VC firms play a significant role in supporting startups by providing early financial support. However, they can also enhance the gender gap in tech landscapes by supporting companies that are not diverse or do not have female bosses. The report also found that women struggle to raise financing for the startups they founded or co-founded, bringing in just a little over 17% of the total private funding last year. 

This dearth of funding is compounded by investment firms, which may not be as diverse or inclusive as they should be when they exclude qualified female VCs from the decision-making process. Among Asian and global VC companies based in Southeast Asia, the report found that about 66.6% did not have a woman in a position of authority.

The global state of female inclusion in senior VC positions

The shortage of women in senior decision-making positions is not just a regional issue, as the report found that only 2.4% of all VC partners globally are women. According to another report by The Information tech news, only 12 of more than 100 venture companies examined in the US had a single female investment partner.

Pinn Lawjindakul, who became a partner at Lightspeed Venture Partners in April, told DealStreetAsia that most venture companies do well in recruiting a diverse workforce at the lower levels but fall short of having women like her in senior positions.
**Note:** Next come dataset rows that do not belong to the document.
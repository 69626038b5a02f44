//! Game domain types
//!
//! Session records are persisted as JSON and also drive API responses,
//! so every field here must serialize stably.

use chrono::{DateTime, Utc};
use serde::{Deserialize, Serialize};
use std::fmt;

/// Supported game types
#[derive(Debug, Clone, Copy, Serialize, Deserialize, PartialEq, Eq, Hash)]
#[serde(rename_all = "lowercase")]
pub enum GameType {
    Crash,
    Mines,
    Dice,
}

impl fmt::Display for GameType {
    fn fmt(&self, f: &mut fmt::Formatter<'_>) -> fmt::Result {
        match self {
            GameType::Crash => write!(f, "crash"),
            GameType::Mines => write!(f, "mines"),
            GameType::Dice => write!(f, "dice"),
        }
    }
}

impl std::str::FromStr for GameType {
    type Err = ();

    fn from_str(s: &str) -> Result<Self, Self::Err> {
        match s {
            "crash" => Ok(GameType::Crash),
            "mines" => Ok(GameType::Mines),
            "dice" => Ok(GameType::Dice),
            _ => Err(()),
        }
    }
}

/// Session lifecycle states
#[derive(Debug, Clone, Copy, Serialize, Deserialize, PartialEq, Eq)]
#[serde(rename_all = "snake_case")]
pub enum GameStatus {
    Active,
    CashedOut,
    Crashed,
    Lost,
    Completed,
}

impl GameStatus {
    /// Once terminal, only `ended_at` and terminal fields may be written.
    pub fn is_terminal(&self) -> bool {
        !matches!(self, GameStatus::Active)
    }
}

impl fmt::Display for GameStatus {
    fn fmt(&self, f: &mut fmt::Formatter<'_>) -> fmt::Result {
        match self {
            GameStatus::Active => write!(f, "active"),
            GameStatus::CashedOut => write!(f, "cashed_out"),
            GameStatus::Crashed => write!(f, "crashed"),
            GameStatus::Lost => write!(f, "lost"),
            GameStatus::Completed => write!(f, "completed"),
        }
    }
}

/// Multiplier paid per count of safe reveals in a 3-mine field.
pub const MINE_MULTIPLIERS: [f64; 12] = [
    1.0, 1.12, 1.3, 1.62, 2.08, 2.85, 4.14, 6.5, 11.5, 24.0, 75.0, 750.0,
];

/// Multiplier for `revealed` safe tiles. Outside the table there is no
/// payout, matching the published verifier.
pub fn mine_multiplier(revealed: usize) -> f64 {
    MINE_MULTIPLIERS.get(revealed).copied().unwrap_or(0.0)
}

/// Game-specific session state (discriminated union)
#[derive(Debug, Clone, Serialize, Deserialize, PartialEq)]
#[serde(tag = "game", rename_all = "lowercase")]
pub enum GameMetadata {
    Crash,
    Mines {
        mines: Vec<u8>,
        grid_size: usize,
        mine_count: usize,
        revealed: Vec<u8>,
        multipliers: Vec<f64>,
    },
    Dice {
        roll: u8,
        target: u8,
        is_over: bool,
    },
}

impl GameMetadata {
    pub fn mines(mines: Vec<u8>, grid_size: usize, mine_count: usize) -> Self {
        GameMetadata::Mines {
            mines,
            grid_size,
            mine_count,
            revealed: Vec::new(),
            multipliers: MINE_MULTIPLIERS.to_vec(),
        }
    }

    pub fn dice(roll: u8) -> Self {
        // Target and direction are bound at play time; these are the
        // pre-play defaults shown to the client.
        GameMetadata::Dice {
            roll,
            target: 50,
            is_over: false,
        }
    }
}

/// One wagering session. Created on bet, terminal on settlement.
///
/// The fair-RNG header (`client_seed`, `server_seed`, `server_hash`,
/// `nonce`, `final_hash`) is frozen at creation. `server_seed` is kept in
/// the persisted record so verification survives seed rotation, but must
/// never leave the server on a session response.
#[derive(Debug, Clone, Serialize, Deserialize, PartialEq)]
pub struct GameSession {
    pub id: String,
    pub user_id: i64,
    pub game_type: GameType,
    pub bet_amount: f64,

    pub multiplier: f64,
    #[serde(skip_serializing_if = "Option::is_none")]
    pub cashout_at: Option<f64>,
    #[serde(skip_serializing_if = "Option::is_none")]
    pub crash_point: Option<f64>,

    pub client_seed: String,
    pub server_seed: String,
    pub server_hash: String,
    pub nonce: i64,
    pub final_hash: String,

    pub status: GameStatus,
    pub created_at: DateTime<Utc>,
    pub updated_at: DateTime<Utc>,
    #[serde(skip_serializing_if = "Option::is_none")]
    pub ended_at: Option<DateTime<Utc>>,

    pub metadata: GameMetadata,
}

impl GameSession {
    pub fn is_active(&self) -> bool {
        self.status == GameStatus::Active
    }

    /// Write the terminal state. Callers must hold the session's writer
    /// role (the instance mutex for live games).
    pub fn finish(&mut self, status: GameStatus) {
        let now = Utc::now();
        self.status = status;
        self.updated_at = now;
        self.ended_at = Some(now);
    }

    /// Gross payout for history views: only cashed-out (or completed
    /// dice wins, which set `cashout_at`) sessions paid anything.
    pub fn payout(&self) -> f64 {
        match self.cashout_at {
            Some(m) if m > 0.0 => self.bet_amount * m,
            _ => 0.0,
        }
    }
}

/// Bet placement request. The game type crosses the wire as a raw
/// string and is validated by the engine, so an unsupported value
/// surfaces as a structured `game_type_unsupported` error rather than a
/// deserialization rejection.
#[derive(Debug, Clone, Serialize, Deserialize)]
pub struct BetRequest {
    pub game_type: String,
    pub amount: f64,
}

/// Crash cashout outcome
#[derive(Debug, Clone, Serialize, Deserialize)]
pub struct CashoutOutcome {
    pub game_id: String,
    pub win: bool,
    pub multiplier: f64,
    pub payout: f64,
    pub new_balance: f64,
}

/// Single mines reveal outcome
#[derive(Debug, Clone, Serialize, Deserialize)]
pub struct RevealOutcome {
    pub game_id: String,
    pub is_mine: bool,
    pub position: u8,
    pub multiplier: f64,
    pub revealed: Vec<u8>,
    pub revealed_count: usize,
    pub mines_left: usize,
    pub game_over: bool,
    pub status: GameStatus,
    /// Full layout, disclosed only once the game is lost.
    #[serde(skip_serializing_if = "Option::is_none")]
    pub mine_positions: Option<Vec<u8>>,
}

/// Mines cashout outcome
#[derive(Debug, Clone, Serialize, Deserialize)]
pub struct MinesCashoutOutcome {
    pub game_id: String,
    pub multiplier: f64,
    pub bet_amount: f64,
    pub winnings: f64,
    pub revealed_count: usize,
    pub new_balance: f64,
    pub status: GameStatus,
}

/// Dice resolution outcome
#[derive(Debug, Clone, Serialize, Deserialize)]
pub struct DiceOutcome {
    pub game_id: String,
    pub roll: u8,
    pub target: u8,
    pub over: bool,
    pub win: bool,
    pub multiplier: f64,
    pub payout: f64,
    pub new_balance: f64,
    pub status: GameStatus,
}

/// Data a client needs to audit upcoming games
#[derive(Debug, Clone, Serialize, Deserialize)]
pub struct VerificationData {
    pub client_seed: String,
    pub server_hash: String,
    pub current_nonce: i64,
    pub user_id: i64,
}

#[cfg(test)]
mod tests {
    use super::*;

    #[test]
    fn test_metadata_round_trips_with_tag() {
        let meta = GameMetadata::mines(vec![3, 7, 19], 25, 3);
        let encoded = serde_json::to_value(&meta).unwrap();
        assert_eq!(encoded["game"], "mines");
        assert_eq!(encoded["grid_size"], 25);

        let decoded: GameMetadata = serde_json::from_value(encoded).unwrap();
        assert_eq!(meta, decoded);
    }

    #[test]
    fn test_mine_multiplier_table() {
        assert_eq!(mine_multiplier(0), 1.0);
        assert_eq!(mine_multiplier(2), 1.3);
        assert_eq!(mine_multiplier(11), 750.0);
        assert_eq!(mine_multiplier(12), 0.0);
    }

    #[test]
    fn test_game_type_parses_wire_names() {
        assert_eq!("crash".parse(), Ok(GameType::Crash));
        assert_eq!("mines".parse(), Ok(GameType::Mines));
        assert_eq!("dice".parse(), Ok(GameType::Dice));
        assert_eq!("aviator".parse::<GameType>(), Err(()));
    }

    #[test]
    fn test_status_terminality() {
        assert!(!GameStatus::Active.is_terminal());
        for status in [
            GameStatus::CashedOut,
            GameStatus::Crashed,
            GameStatus::Lost,
            GameStatus::Completed,
        ] {
            assert!(status.is_terminal());
        }
    }

    #[test]
    fn test_payout_requires_cashout() {
        let mut session = GameSession {
            id: "g".to_string(),
            user_id: 1,
            game_type: GameType::Crash,
            bet_amount: 1_000.0,
            multiplier: 1.5,
            cashout_at: None,
            crash_point: Some(2.0),
            client_seed: String::new(),
            server_seed: String::new(),
            server_hash: String::new(),
            nonce: 0,
            final_hash: String::new(),
            status: GameStatus::Crashed,
            created_at: Utc::now(),
            updated_at: Utc::now(),
            ended_at: None,
            metadata: GameMetadata::Crash,
        };

        assert_eq!(session.payout(), 0.0);

        session.cashout_at = Some(1.5);
        assert_eq!(session.payout(), 1_500.0);
    }
}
Visa Kannan, a partner at Saison Capital, added that companies could do more to ensure that women make up half of the VC workforce. 

Fixing the disparity of female VCs in senior positions

According to a Harvard Venture Capital and Entrepreneurship study,  women only accounted for 11% of the investing partners at American VC firms, and only 13% of investment dollars went to startups having a woman on the founding team. This finding was surprising because research also showed that companies with 10% more female investing partners had 1.5% higher fund returns in their portfolios and saw 9.7% more profitable exits.

Various barriers prevent women from establishing themselves as equals in senior positions. For one, the VC sector has always been dominated by men, and some would prefer to maintain the status quo. The diversity and inclusion movement is a more recent phenomenon. Still, while it has been gathering steam, it is challenging to enforce because many VC companies are small and have a low turnover.

Moreover, human resource managers at VC companies have failed to prioritise diversity and inclusion. Their talent recruitment strategies for employing women have not been deliberate and structured, and there may be a lack of meritocracy in promotions. Moreover, because men dominate the workplace, the work environment may be hostile and unwelcoming for female employees, and there may be instances of sexual harassment, particularly in more traditional countries.

Decades of women lacking access to education have created the perception that they do not have the qualifications to become partners in VC firms. However, the facts show that women are increasingly highly qualified and are capable of taking up leadership roles if given the opportunity. Women also lack role models who have succeeded in the VC industry, making it more challenging to find inspiration and much-needed guidance on how to navigate a male-dominated sector.

To fix these disparities, VC companies must change their recruitment models and actively seek out qualified women. They should train female employees internally and offer guidance to women in female-led startups. They should consider the investment amounts funnelled into female-run companies and ensure that they are the same as those directed toward a male-run company offering the same products and services.

In addition, human resource managers should establish guidelines on diversity and inclusion to ensure they are tapping into the entire tech talent pipeline, including women. Instead of focusing just on male employees, HR should use performance-tracking solutions to promote employees based on merit.

The gender gap in the tech landscape can be bridged if women have equal access to VC networks and are treated equally when pitching their startup’s value. Having more female VCs in Southeast Asia is extremely beneficial for the region and women globally, as they contribute and add value to the venture investing ecosystem.